*Task material*:
□ □ □ □

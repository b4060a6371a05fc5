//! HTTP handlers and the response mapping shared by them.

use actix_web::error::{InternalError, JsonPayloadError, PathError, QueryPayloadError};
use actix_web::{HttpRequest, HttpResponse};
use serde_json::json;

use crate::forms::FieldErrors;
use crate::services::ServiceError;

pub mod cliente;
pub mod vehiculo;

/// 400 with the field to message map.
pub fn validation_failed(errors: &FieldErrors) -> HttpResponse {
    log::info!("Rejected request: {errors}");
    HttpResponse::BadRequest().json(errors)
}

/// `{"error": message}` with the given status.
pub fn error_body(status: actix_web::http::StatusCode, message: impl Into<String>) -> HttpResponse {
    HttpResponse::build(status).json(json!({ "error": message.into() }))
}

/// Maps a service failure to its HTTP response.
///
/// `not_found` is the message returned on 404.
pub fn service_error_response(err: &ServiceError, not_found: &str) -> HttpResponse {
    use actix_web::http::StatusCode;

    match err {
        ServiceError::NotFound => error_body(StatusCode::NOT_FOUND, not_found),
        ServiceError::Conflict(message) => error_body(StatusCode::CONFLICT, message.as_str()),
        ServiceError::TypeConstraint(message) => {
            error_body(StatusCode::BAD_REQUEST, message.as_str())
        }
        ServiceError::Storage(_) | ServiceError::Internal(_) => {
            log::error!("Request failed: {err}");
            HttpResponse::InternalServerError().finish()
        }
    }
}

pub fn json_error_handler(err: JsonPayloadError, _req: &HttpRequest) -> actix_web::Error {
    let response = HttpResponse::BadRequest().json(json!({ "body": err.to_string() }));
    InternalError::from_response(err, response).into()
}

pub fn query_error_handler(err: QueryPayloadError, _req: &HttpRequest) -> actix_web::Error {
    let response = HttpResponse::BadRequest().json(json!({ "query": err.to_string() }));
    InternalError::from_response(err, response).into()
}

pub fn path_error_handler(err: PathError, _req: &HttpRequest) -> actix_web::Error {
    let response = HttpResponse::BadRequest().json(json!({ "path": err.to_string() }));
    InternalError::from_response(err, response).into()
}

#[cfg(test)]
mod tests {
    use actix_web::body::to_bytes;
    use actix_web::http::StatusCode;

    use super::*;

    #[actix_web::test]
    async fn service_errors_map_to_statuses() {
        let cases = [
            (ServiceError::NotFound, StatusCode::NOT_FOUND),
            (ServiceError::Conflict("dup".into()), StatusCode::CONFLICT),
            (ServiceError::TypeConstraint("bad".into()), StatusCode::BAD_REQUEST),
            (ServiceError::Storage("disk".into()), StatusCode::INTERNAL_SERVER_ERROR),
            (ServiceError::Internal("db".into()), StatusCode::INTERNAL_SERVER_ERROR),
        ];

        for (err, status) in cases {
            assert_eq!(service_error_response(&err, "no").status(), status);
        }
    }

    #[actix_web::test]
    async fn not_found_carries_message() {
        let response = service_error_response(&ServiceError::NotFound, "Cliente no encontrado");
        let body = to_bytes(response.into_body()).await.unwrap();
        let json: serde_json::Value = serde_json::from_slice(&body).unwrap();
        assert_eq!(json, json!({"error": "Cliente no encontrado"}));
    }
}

□ □ □ □

*What you should do*: All lines from the opening of the records through the line where "QueryPayloadError, _req: &HttpRequest)" occurs are to be output verbatim. No other line belongs in the answer.

*Finished exercise*:
repository b4060a6371a05fc5
//! HTTP handlers and the response mapping shared by them.

use actix_web::error::{InternalError, JsonPayloadError, PathError, QueryPayloadError};
use actix_web::{HttpRequest, HttpResponse};
use serde_json::json;

use crate::forms::FieldErrors;
use crate::services::ServiceError;

pub mod cliente;
pub mod vehiculo;

/// 400 with the field to message map.
pub fn validation_failed(errors: &FieldErrors) -> HttpResponse {
    log::info!("Rejected request: {errors}");
    HttpResponse::BadRequest().json(errors)
}

/// `{"error": message}` with the given status.
pub fn error_body(status: actix_web::http::StatusCode, message: impl Into<String>) -> HttpResponse {
    HttpResponse::build(status).json(json!({ "error": message.into() }))
}

/// Maps a service failure to its HTTP response.
///
/// `not_found` is the message returned on 404.
pub fn service_error_response(err: &ServiceError, not_found: &str) -> HttpResponse {
    use actix_web::http::StatusCode;

    match err {
        ServiceError::NotFound => error_body(StatusCode::NOT_FOUND, not_found),
        ServiceError::Conflict(message) => error_body(StatusCode::CONFLICT, message.as_str()),
        ServiceError::TypeConstraint(message) => {
            error_body(StatusCode::BAD_REQUEST, message.as_str())
        }
        ServiceError::Storage(_) | ServiceError::Internal(_) => {
            log::error!("Request failed: {err}");
            HttpResponse::InternalServerError().finish()
        }
    }
}

pub fn json_error_handler(err: JsonPayloadError, _req: &HttpRequest) -> actix_web::Error {
    let response = HttpResponse::BadRequest().json(json!({ "body": err.to_string() }));
    InternalError::from_response(err, response).into()
}

pub fn query_error_handler(err: QueryPayloadError, _req: &HttpRequest) -> actix_web::Error {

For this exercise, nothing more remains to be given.